Anyone mentioned Zal Cleminson?
Angus Young, mostly. I read where he chose the SG over the Les Paul because of the lighter weight, and he has smaller hands like me. Pretty much matches my experience as well. I just couldn't get used to the body shape of the LP and find the SG much easier to play.
Did anybody besides myself simply buy your first SG because you liked the guitar?
Enjoyed it's play-ability?
Felt the upper fret access was wonderful?
Liked the tones & versatility of it's pick-ups, various pick-up options & 2 Vol 2 Tone knob potential?
Liked the Vibrola option?
Or just essentially bought the damn guitar because it was right for you & expected it was going to be a great tool / musical instrument for you to play & express yourself on?
Those are the reasons a guitar-player, striving musician should be buying a guitar.
Sure it's ok to buy a guitar because XYZ has that guitar & yes that is just is fine. But we all know what buying something for looks, status or image is about & what it's called.
I'm just saying there are a lot of people (yes, like myself) that bought an SG because it was simply the right guitar & the right time & believed it would serve their playing needs well.
So I don't think I'm alone if I was to honestly answer the OP's question
"SG players that made you choose the SG"
would have to be NO musician / player MADE me choose the SG, the SG simply compelled me to buy it because of it being the wonderful instrument it really is for me.
Andy Cairns from Therapy?
After much trial and error, I determined that I enjoy the sound of humbuckers and a 24,75" scale length. I also like "classic" looks - a guitar needs to look familiar to my eyes. Someday I'll probably buy a Les Paul, because whenever I see one, I think of the Manic Street Preachers and Led Zeppelin; yet when I play one myself, it's always all mud and boom.
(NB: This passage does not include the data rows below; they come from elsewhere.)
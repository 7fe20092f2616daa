//! Random activity suggestions

use crate::fetch::provider::non_empty_str;
use crate::fetch::{InvalidUrl, Provider, RequestDescriptor, Resource};
use serde::{Deserialize, Serialize};
use serde_json::Value;
use std::fmt;

pub const NAME: &str = "activity";

const APPBREWERY_URL: &str = "https://bored-api.appbrewery.com/random";
const BOREDAPI_URL: &str = "https://www.boredapi.com/api/activity";

#[derive(Debug, Clone, PartialEq, Eq, Serialize, Deserialize)]
pub struct Activity {
    pub activity: String,
    #[serde(rename = "type")]
    pub kind: String,
    pub participants: u32,
}

impl fmt::Display for Activity {
    fn fmt(&self, f: &mut fmt::Formatter<'_>) -> fmt::Result {
        write!(f, "{}", self.activity)?;
        if self.kind != "none" {
            write!(f, " [{}, {} participant(s)]", self.kind, self.participants)?;
        }
        Ok(())
    }
}

pub fn fallback() -> Activity {
    Activity {
        activity: "Bored? Use a VPN or just admire a kitten".to_string(),
        kind: "none".to_string(),
        participants: 1,
    }
}

/// Both Bored API flavours share this shape. Error documents
/// (`{"error": "..."}`) have no `activity` and yield nothing.
pub fn parse_activity(document: &Value) -> Option<Activity> {
    Some(Activity {
        activity: non_empty_str(&document["activity"])?,
        kind: non_empty_str(&document["type"]).unwrap_or_else(|| "unknown".to_string()),
        participants: document["participants"]
            .as_u64()
            .and_then(|n| u32::try_from(n).ok())
            .unwrap_or(1),
    })
}

pub fn resource() -> Result<Resource<Activity>, InvalidUrl> {
    Ok(Resource::new(
        NAME,
        vec![
            Provider::json("appbrewery", RequestDescriptor::get(APPBREWERY_URL)?, parse_activity)
                .with_rank(1),
            Provider::json("boredapi", RequestDescriptor::get(BOREDAPI_URL)?, parse_activity)
                .with_rank(2),
        ],
        fallback(),
    ))
}
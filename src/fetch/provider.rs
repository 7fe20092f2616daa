//! Providers
//!
//! A provider is one concrete data source for a resource: where to send the
//! request and how to turn the response body into a normalized value.

use super::error::FetchError;
use serde_json::Value;
use std::collections::BTreeMap;
use std::fmt;
use std::sync::Arc;
use std::time::Duration;
use thiserror::Error;
use url::Url;

/// Identifier of a provider, reported as the source of a resolved value
#[derive(Debug, Clone, PartialEq, Eq, Hash, PartialOrd, Ord)]
pub struct ProviderId(String);

impl ProviderId {
    pub fn new(id: impl Into<String>) -> Self {
        Self(id.into())
    }

    pub fn as_str(&self) -> &str {
        &self.0
    }
}

impl fmt::Display for ProviderId {
    fn fmt(&self, f: &mut fmt::Formatter<'_>) -> fmt::Result {
        f.write_str(&self.0)
    }
}

impl From<&str> for ProviderId {
    fn from(id: &str) -> Self {
        Self::new(id)
    }
}

impl From<String> for ProviderId {
    fn from(id: String) -> Self {
        Self(id)
    }
}

/// HTTP methods a provider may use. Only GET is needed today.
#[derive(Debug, Clone, Copy, PartialEq, Eq, Default)]
pub enum HttpMethod {
    #[default]
    Get,
}

impl HttpMethod {
    pub fn as_str(&self) -> &'static str {
        match self {
            Self::Get => "GET",
        }
    }
}

/// Rejected provider URL
#[derive(Debug, Clone, PartialEq, Eq, Error)]
pub enum InvalidUrl {
    #[error("invalid provider url '{url}': {reason}")]
    Malformed { url: String, reason: String },
    #[error("unsupported scheme '{scheme}' in provider url '{url}'")]
    UnsupportedScheme { url: String, scheme: String },
}

/// Where and how to send a provider's request
#[derive(Debug, Clone, PartialEq, Eq)]
pub struct RequestDescriptor {
    pub url: Url,
    pub method: HttpMethod,
    pub headers: BTreeMap<String, String>,
    /// Overrides the fetch options' per-attempt timeout for this provider
    pub timeout: Option<Duration>,
}

impl RequestDescriptor {
    /// Build a GET descriptor, validating the URL up front
    pub fn get(url: &str) -> Result<Self, InvalidUrl> {
        let parsed = Url::parse(url).map_err(|e| InvalidUrl::Malformed {
            url: url.to_string(),
            reason: e.to_string(),
        })?;

        match parsed.scheme() {
            "http" | "https" => {}
            other => {
                return Err(InvalidUrl::UnsupportedScheme {
                    url: url.to_string(),
                    scheme: other.to_string(),
                })
            }
        }

        Ok(Self {
            url: parsed,
            method: HttpMethod::Get,
            headers: BTreeMap::new(),
            timeout: None,
        })
    }

    pub fn with_header(mut self, name: impl Into<String>, value: impl Into<String>) -> Self {
        self.headers
            .insert(name.into().to_ascii_lowercase(), value.into());
        self
    }

    pub fn with_timeout(mut self, timeout: Duration) -> Self {
        self.timeout = Some(timeout);
        self
    }
}

type ParseFn<T> = Arc<dyn Fn(&str) -> Result<T, FetchError> + Send + Sync>;

/// One data source for a resource producing values of type `T`
pub struct Provider<T> {
    id: ProviderId,
    request: RequestDescriptor,
    rank: Option<u32>,
    parser: ParseFn<T>,
}

impl<T> Clone for Provider<T> {
    fn clone(&self) -> Self {
        Self {
            id: self.id.clone(),
            request: self.request.clone(),
            rank: self.rank,
            parser: Arc::clone(&self.parser),
        }
    }
}

impl<T> fmt::Debug for Provider<T> {
    fn fmt(&self, f: &mut fmt::Formatter<'_>) -> fmt::Result {
        f.debug_struct("Provider")
            .field("id", &self.id)
            .field("url", &self.request.url.as_str())
            .field("rank", &self.rank)
            .finish_non_exhaustive()
    }
}

impl<T: 'static> Provider<T> {
    /// Provider whose body is JSON.
    ///
    /// A body that does not decode as JSON is a parse failure. The parser
    /// returns `None` when the document is well formed but carries no usable
    /// value; that is treated the same as any other provider failure.
    pub fn json<F>(id: impl Into<ProviderId>, request: RequestDescriptor, parser: F) -> Self
    where
        F: Fn(&Value) -> Option<T> + Send + Sync + 'static,
    {
        let parser: ParseFn<T> = Arc::new(move |body: &str| {
            let document: Value = serde_json::from_str(body)
                .map_err(|e| FetchError::Parse(format!("invalid JSON: {}", e)))?;
            parser(&document).ok_or_else(|| FetchError::Parse("no value in response".to_string()))
        });

        Self {
            id: id.into(),
            request,
            rank: None,
            parser,
        }
    }

    /// Provider whose body is plain text
    pub fn text<F>(id: impl Into<ProviderId>, request: RequestDescriptor, parser: F) -> Self
    where
        F: Fn(&str) -> Option<T> + Send + Sync + 'static,
    {
        let parser: ParseFn<T> = Arc::new(move |body: &str| {
            parser(body).ok_or_else(|| FetchError::Parse("no value in response".to_string()))
        });

        Self {
            id: id.into(),
            request,
            rank: None,
            parser,
        }
    }
}

impl<T> Provider<T> {
    pub fn with_rank(mut self, rank: u32) -> Self {
        self.rank = Some(rank);
        self
    }

    pub fn id(&self) -> &ProviderId {
        &self.id
    }

    pub fn request(&self) -> &RequestDescriptor {
        &self.request
    }

    pub fn rank(&self) -> Option<u32> {
        self.rank
    }

    /// Run the parser over a raw response body
    pub fn parse(&self, body: &str) -> Result<T, FetchError> {
        (self.parser)(body)
    }
}

/// Non-empty trimmed string from a JSON field
pub(crate) fn non_empty_str(value: &Value) -> Option<String> {
    value
        .as_str()
        .map(str::trim)
        .filter(|s| !s.is_empty())
        .map(str::to_string)
}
When I saw Tom Petty & The Heartbreakers both Tom and Mike Campbell played SGs a few times during the show. I somehow ended up in a sweet spot where I could hear the guitars clearly. I loved the sound of them and that’s when I started jonesing for one.
I chose the SG based on the fact that it is the most ergonomic guitar with the best upper fret access that I have ever played.
Purchasing a guitar because one of your guitar heroes plays it...
What may be right for someone else may not be right for you.
I’ve never understood the concept of signature guitars being mass produced for purchase by the public.